Oesophagus Neoplasms
Oesophageal Neoplasms
Definition | Aetiology | Pathophysiology | Risk Factors | Signs and Symptoms | Investigations | Management | Referral
Definition
Oesophageal neoplasms are abnormal growths in the oesophagus, most commonly presenting as oesophageal cancer, which can be either squamous cell carcinoma (SCC) or adenocarcinoma.
Aetiology
Oesophageal neoplasms are classified into:
- Squamous cell carcinoma (SCC): this affects the upper/mid aspect of the oesophagus.
- Adenocarcinoma: affects in the lower oesophagus (linked to Barrett’s oesophagus).
- Benign tumours: rare, usually leiomyomas.
Pathophysiology
- Chronic irritation > metaplasia > dysplasia > malignant transformation.
- SCC arises from squamous epithelium, often due to smoking and alcohol.
- Adenocarcinoma > from Barrett’s oesophagus (intestinal metaplasia due to acid reflux).
- Tumour progression > dysphagia, weight loss, and potential metastasis.
Risk factors
- Squamous Cell Carcinoma:
- Smoking.
- Excessive alcohol consumption.
- Achalasia (poor movement of food/liquid through oesophagus).

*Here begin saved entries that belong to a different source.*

//! kvshield-core: Core traits and types for the kvshield toolkit
//!
//! This crate provides the store abstraction, key construction, serialization
//! contract, error taxonomy and event sink shared by every kvshield component.

mod error;
mod traits;
mod types;

pub use error::{KvError, PublicError, Result, TaskError};
pub use traits::*;
pub use types::*;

- Plummer-Vinson syndrome (rare condition linked to iron deficiency > swallowing difficulty).
- Diet low in fruits and vegetables.
- Adenocarcinoma:
- Gastro-oesophageal reflux disease (GORD).
- Barrett’s oesophagus.
- Obesity.
- Male sex.
Signs and symptoms
- Progressive dysphagia: first for solids > later liquids.
- Unintentional weight loss.
- Odynophagia (painful swallowing).
- Regurgitation and food sticking in the oesophagus.
- Hoarseness: due to recurrent laryngeal nerve involvement.
- Chronic cough: if tracheo-oesophageal fistula develops.
Investigations
- Upper GI endoscopy (gold standard): for direct visualisation and biopsy.
- CT thorax/abdomen: for staging and assessing local spread.
- Endoscopic ultrasound (EUS): it determines tumour depth and lymph node involvement.
- PET-CT scan: it assesses distant metastases.
- Barium swallow: might show narrowing but is less commonly used.
Management (done by specialist but you should be aware of)
1. Early-Stage Disease:
- Endoscopic resection: for T1 lesions confined to the mucosa.
- Oesophagectomy: surgical removal of the oesophagus with gastric pull-up.
2. Locally Advanced Disease:
- Neoadjuvant chemoradiotherapy: used before surgery to shrink tumours.
- Surgical resection: if operable.
- Palliative stenting: if non-resectable disease causes dysphagia.
3. Metastatic Disease:
- Palliative chemotherapy: improves survival but is not curative.
- Radiotherapy: for symptom control in advanced cases.
- Supportive care: nutritional support, pain management, and speech therapy.
Referral
- Urgent 2-week wait referral: if patient reports dysphagia or other red-flag symptoms.
- Gastroenterology referral: for suspected Barrett’s oesophagus and surveillance (genearlly done after endoscopy).
- Oncology referral: for staging and treatment planning.